What the task requires: Where the records appear below, transcribe them exactly, leaving none out.

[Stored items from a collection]
--*--

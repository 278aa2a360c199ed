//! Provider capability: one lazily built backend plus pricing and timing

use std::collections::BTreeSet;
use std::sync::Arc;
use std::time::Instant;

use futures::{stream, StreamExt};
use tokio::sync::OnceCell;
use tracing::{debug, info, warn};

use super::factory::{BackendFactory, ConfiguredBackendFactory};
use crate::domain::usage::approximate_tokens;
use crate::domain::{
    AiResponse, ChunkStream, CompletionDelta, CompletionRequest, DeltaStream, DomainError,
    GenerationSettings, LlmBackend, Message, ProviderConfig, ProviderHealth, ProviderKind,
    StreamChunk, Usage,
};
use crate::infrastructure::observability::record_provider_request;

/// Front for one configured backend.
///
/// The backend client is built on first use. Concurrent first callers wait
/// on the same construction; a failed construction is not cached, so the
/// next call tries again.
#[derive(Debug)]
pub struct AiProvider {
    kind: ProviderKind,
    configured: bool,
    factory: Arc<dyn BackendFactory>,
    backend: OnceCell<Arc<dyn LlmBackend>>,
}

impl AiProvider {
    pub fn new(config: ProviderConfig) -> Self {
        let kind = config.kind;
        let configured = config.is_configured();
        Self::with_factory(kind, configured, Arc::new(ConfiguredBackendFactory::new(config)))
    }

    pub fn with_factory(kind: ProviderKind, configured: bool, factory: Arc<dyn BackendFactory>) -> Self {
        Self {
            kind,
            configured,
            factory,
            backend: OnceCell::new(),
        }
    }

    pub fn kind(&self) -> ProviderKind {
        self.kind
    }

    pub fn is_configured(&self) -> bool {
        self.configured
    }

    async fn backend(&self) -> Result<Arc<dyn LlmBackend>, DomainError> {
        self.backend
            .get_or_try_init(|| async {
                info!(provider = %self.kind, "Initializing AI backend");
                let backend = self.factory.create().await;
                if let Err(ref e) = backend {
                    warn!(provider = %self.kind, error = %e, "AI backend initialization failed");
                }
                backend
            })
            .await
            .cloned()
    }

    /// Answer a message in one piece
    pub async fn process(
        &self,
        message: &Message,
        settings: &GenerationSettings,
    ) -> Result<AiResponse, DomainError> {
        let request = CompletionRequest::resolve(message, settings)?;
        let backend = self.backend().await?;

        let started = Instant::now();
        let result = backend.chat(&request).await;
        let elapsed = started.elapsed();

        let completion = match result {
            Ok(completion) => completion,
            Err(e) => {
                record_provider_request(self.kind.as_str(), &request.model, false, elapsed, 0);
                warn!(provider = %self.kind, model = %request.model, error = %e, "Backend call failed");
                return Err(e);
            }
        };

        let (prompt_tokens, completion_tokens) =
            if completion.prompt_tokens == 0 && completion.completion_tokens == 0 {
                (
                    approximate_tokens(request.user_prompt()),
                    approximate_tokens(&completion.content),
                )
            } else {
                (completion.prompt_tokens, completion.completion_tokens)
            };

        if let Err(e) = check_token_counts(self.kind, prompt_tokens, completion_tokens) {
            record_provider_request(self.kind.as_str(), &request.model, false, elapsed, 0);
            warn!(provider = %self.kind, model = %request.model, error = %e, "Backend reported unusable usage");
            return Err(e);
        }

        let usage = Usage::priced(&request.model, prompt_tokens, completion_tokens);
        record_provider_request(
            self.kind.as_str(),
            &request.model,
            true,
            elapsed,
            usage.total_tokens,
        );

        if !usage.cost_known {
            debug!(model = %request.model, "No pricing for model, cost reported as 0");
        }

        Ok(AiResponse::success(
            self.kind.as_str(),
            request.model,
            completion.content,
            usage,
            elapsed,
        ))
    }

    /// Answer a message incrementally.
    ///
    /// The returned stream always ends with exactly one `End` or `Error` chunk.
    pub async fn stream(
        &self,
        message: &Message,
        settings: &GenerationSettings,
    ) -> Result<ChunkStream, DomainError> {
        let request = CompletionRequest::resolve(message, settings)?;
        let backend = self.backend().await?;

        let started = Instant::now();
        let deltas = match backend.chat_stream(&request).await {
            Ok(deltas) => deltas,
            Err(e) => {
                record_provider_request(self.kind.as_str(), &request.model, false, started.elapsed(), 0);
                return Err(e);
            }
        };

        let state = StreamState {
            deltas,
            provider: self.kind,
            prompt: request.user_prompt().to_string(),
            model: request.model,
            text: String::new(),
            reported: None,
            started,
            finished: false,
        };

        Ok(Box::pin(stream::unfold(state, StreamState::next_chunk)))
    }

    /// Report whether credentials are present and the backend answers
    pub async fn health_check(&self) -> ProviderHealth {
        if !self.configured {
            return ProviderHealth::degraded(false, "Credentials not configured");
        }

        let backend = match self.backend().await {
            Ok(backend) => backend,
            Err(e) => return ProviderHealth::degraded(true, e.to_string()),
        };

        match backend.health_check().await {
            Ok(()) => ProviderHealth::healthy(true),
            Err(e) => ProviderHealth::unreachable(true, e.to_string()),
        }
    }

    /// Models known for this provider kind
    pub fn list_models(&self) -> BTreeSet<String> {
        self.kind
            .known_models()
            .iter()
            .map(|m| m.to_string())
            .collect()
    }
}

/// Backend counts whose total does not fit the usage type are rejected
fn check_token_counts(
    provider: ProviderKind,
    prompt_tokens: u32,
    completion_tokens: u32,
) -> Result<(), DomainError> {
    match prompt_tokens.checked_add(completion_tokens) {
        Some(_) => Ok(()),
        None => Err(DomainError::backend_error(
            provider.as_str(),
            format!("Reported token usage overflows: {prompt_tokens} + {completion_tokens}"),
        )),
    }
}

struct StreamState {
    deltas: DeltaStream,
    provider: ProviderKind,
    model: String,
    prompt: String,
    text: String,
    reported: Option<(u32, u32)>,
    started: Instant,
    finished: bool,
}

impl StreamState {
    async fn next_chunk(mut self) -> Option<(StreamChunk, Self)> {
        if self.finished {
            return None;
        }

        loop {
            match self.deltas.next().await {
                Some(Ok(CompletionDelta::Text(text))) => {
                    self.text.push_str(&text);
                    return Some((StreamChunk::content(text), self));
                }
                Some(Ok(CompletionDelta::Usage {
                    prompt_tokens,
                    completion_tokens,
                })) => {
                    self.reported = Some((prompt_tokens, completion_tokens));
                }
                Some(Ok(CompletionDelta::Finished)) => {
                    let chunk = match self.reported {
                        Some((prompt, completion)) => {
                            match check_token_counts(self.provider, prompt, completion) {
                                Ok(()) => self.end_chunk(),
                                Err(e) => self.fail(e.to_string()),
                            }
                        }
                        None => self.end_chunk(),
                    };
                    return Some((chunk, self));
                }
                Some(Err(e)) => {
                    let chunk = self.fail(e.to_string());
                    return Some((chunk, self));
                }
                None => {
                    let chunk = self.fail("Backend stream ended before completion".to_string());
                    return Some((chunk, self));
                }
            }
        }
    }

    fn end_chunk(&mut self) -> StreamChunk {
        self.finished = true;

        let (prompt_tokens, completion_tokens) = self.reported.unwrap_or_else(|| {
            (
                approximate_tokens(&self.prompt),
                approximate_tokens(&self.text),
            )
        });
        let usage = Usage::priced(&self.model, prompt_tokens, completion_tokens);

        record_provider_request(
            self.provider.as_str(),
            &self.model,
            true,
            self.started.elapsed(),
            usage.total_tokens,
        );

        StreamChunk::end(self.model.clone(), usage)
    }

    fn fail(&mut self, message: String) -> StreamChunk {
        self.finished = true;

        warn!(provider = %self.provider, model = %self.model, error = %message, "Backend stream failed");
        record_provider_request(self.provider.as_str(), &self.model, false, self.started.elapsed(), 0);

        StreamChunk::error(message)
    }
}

--*--

Reply:
repository 278aa2a360c199ed
//! Provider capability: one lazily built backend plus pricing and timing

use std::collections::BTreeSet;
use std::sync::Arc;
use std::time::Instant;

use futures::{stream, StreamExt};
use tokio::sync::OnceCell;
use tracing::{debug, info, warn};

use super::factory::{BackendFactory, ConfiguredBackendFactory};
use crate::domain::usage::approximate_tokens;
use crate::domain::{
    AiResponse, ChunkStream, CompletionDelta, CompletionRequest, DeltaStream, DomainError,
    GenerationSettings, LlmBackend, Message, ProviderConfig, ProviderHealth, ProviderKind,
    StreamChunk, Usage,
};
use crate::infrastructure::observability::record_provider_request;

/// Front for one configured backend.
///
/// The backend client is built on first use. Concurrent first callers wait
/// on the same construction; a failed construction is not cached, so the
/// next call tries again.
#[derive(Debug)]
pub struct AiProvider {
    kind: ProviderKind,
    configured: bool,
    factory: Arc<dyn BackendFactory>,
    backend: OnceCell<Arc<dyn LlmBackend>>,
}

impl AiProvider {
    pub fn new(config: ProviderConfig) -> Self {
        let kind = config.kind;
        let configured = config.is_configured();
        Self::with_factory(kind, configured, Arc::new(ConfiguredBackendFactory::new(config)))
    }

    pub fn with_factory(kind: ProviderKind, configured: bool, factory: Arc<dyn BackendFactory>) -> Self {
        Self {
            kind,
            configured,
            factory,
            backend: OnceCell::new(),
        }
    }

    pub fn kind(&self) -> ProviderKind {
        self.kind
    }

    pub fn is_configured(&self) -> bool {
        self.configured
    }

    async fn backend(&self) -> Result<Arc<dyn LlmBackend>, DomainError> {
        self.backend
            .get_or_try_init(|| async {
                info!(provider = %self.kind, "Initializing AI backend");
                let backend = self.factory.create().await;
                if let Err(ref e) = backend {
                    warn!(provider = %self.kind, error = %e, "AI backend initialization failed");
                }
                backend
            })
            .await
            .cloned()
    }

    /// Answer a message in one piece
    pub async fn process(
        &self,
        message: &Message,
        settings: &GenerationSettings,
    ) -> Result<AiResponse, DomainError> {
        let request = CompletionRequest::resolve(message, settings)?;
        let backend = self.backend().await?;

        let started = Instant::now();
        let result = backend.chat(&request).await;
        let elapsed = started.elapsed();

        let completion = match result {
            Ok(completion) => completion,
            Err(e) => {
                record_provider_request(self.kind.as_str(), &request.model, false, elapsed, 0);
                warn!(provider = %self.kind, model = %request.model, error = %e, "Backend call failed");
                return Err(e);
            }
        };

        let (prompt_tokens, completion_tokens) =
            if completion.prompt_tokens == 0 && completion.completion_tokens == 0 {
                (
                    approximate_tokens(request.user_prompt()),
                    approximate_tokens(&completion.content),
                )
            } else {
                (completion.prompt_tokens, completion.completion_tokens)
            };

        if let Err(e) = check_token_counts(self.kind, prompt_tokens, completion_tokens) {
            record_provider_request(self.kind.as_str(), &request.model, false, elapsed, 0);
            warn!(provider = %self.kind, model = %request.model, error = %e, "Backend reported unusable usage");
            return Err(e);
        }

        let usage = Usage::priced(&request.model, prompt_tokens, completion_tokens);
        record_provider_request(
            self.kind.as_str(),
            &request.model,
            true,
            elapsed,
            usage.total_tokens,
        );

        if !usage.cost_known {
            debug!(model = %request.model, "No pricing for model, cost reported as 0");
        }

        Ok(AiResponse::success(
            self.kind.as_str(),
            request.model,
            completion.content,
            usage,
            elapsed,
        ))
    }

    /// Answer a message incrementally.
    ///
    /// The returned stream always ends with exactly one `End` or `Error` chunk.
    pub async fn stream(
        &self,
        message: &Message,
        settings: &GenerationSettings,
    ) -> Result<ChunkStream, DomainError> {
        let request = CompletionRequest::resolve(message, settings)?;
        let backend = self.backend().await?;

        let started = Instant::now();
        let deltas = match backend.chat_stream(&request).await {
            Ok(deltas) => deltas,
            Err(e) => {
                record_provider_request(self.kind.as_str(), &request.model, false, started.elapsed(), 0);
                return Err(e);
            }
        };

        let state = StreamState {
            deltas,
            provider: self.kind,
            prompt: request.user_prompt().to_string(),
            model: request.model,
            text: String::new(),
            reported: None,
            started,
            finished: false,
        };

        Ok(Box::pin(stream::unfold(state, StreamState::next_chunk)))
    }

    /// Report whether credentials are present and the backend answers
    pub async fn health_check(&self) -> ProviderHealth {
        if !self.configured {
            return ProviderHealth::degraded(false, "Credentials not configured");
        }

        let backend = match self.backend().await {
            Ok(backend) => backend,
            Err(e) => return ProviderHealth::degraded(true, e.to_string()),
        };

        match backend.health_check().await {
            Ok(()) => ProviderHealth::healthy(true),
            Err(e) => ProviderHealth::unreachable(true, e.to_string()),
        }
    }

    /// Models known for this provider kind
    pub fn list_models(&self) -> BTreeSet<String> {
        self.kind
            .known_models()
            .iter()
            .map(|m| m.to_string())
            .collect()
    }
}

/// Backend counts whose total does not fit the usage type are rejected
fn check_token_counts(
    provider: ProviderKind,
    prompt_tokens: u32,
    completion_tokens: u32,
) -> Result<(), DomainError> {
    match prompt_tokens.checked_add(completion_tokens) {
        Some(_) => Ok(()),
        None => Err(DomainError::backend_error(
            provider.as_str(),
            format!("Reported token usage overflows: {prompt_tokens} + {completion_tokens}"),
        )),
    }
}

struct StreamState {
    deltas: DeltaStream,
    provider: ProviderKind,
    model: String,
    prompt: String,
    text: String,
    reported: Option<(u32, u32)>,
    started: Instant,
    finished: bool,
}

impl StreamState {
    async fn next_chunk(mut self) -> Option<(StreamChunk, Self)> {
        if self.finished {
            return None;
        }

        loop {
            match self.deltas.next().await {
                Some(Ok(CompletionDelta::Text(text))) => {
                    self.text.push_str(&text);
                    return Some((StreamChunk::content(text), self));
                }
                Some(Ok(CompletionDelta::Usage {
                    prompt_tokens,
                    completion_tokens,
                })) => {
                    self.reported = Some((prompt_tokens, completion_tokens));
                }
                Some(Ok(CompletionDelta::Finished)) => {
                    let chunk = match self.reported {
                        Some((prompt, completion)) => {
                            match check_token_counts(self.provider, prompt, completion) {
                                Ok(()) => self.end_chunk(),
                                Err(e) => self.fail(e.to_string()),
                            }
                        }
                        None => self.end_chunk(),
                    };
                    return Some((chunk, self));
                }
                Some(Err(e)) => {
                    let chunk = self.fail(e.to_string());
                    return Some((chunk, self));
                }
                None => {
                    let chunk = self.fail("Backend stream ended before completion".to_string());
                    return Some((chunk, self));
                }
            }
        }
    }

    fn end_chunk(&mut self) -> StreamChunk {
        self.finished = true;

        let (prompt_tokens, completion_tokens) = self.reported.unwrap_or_else(|| {
            (
                approximate_tokens(&self.prompt),
                approximate_tokens(&self.text),
            )
        });
        let usage = Usage::priced(&self.model, prompt_tokens, completion_tokens);

        record_provider_request(
            self.provider.as_str(),
            &self.model,
            true,
            self.started.elapsed(),
            usage.total_tokens,
        );

        StreamChunk::end(self.model.clone(), usage)
    }

    fn fail(&mut self, message: String) -> StreamChunk {
        self.finished = true;

        warn!(provider = %self.provider, model = %self.model, error = %message, "Backend stream failed");
        record_provider_request(self.provider.as_str(), &self.model, false, self.started.elapsed(), 0);

        StreamChunk::error(message)
    }
}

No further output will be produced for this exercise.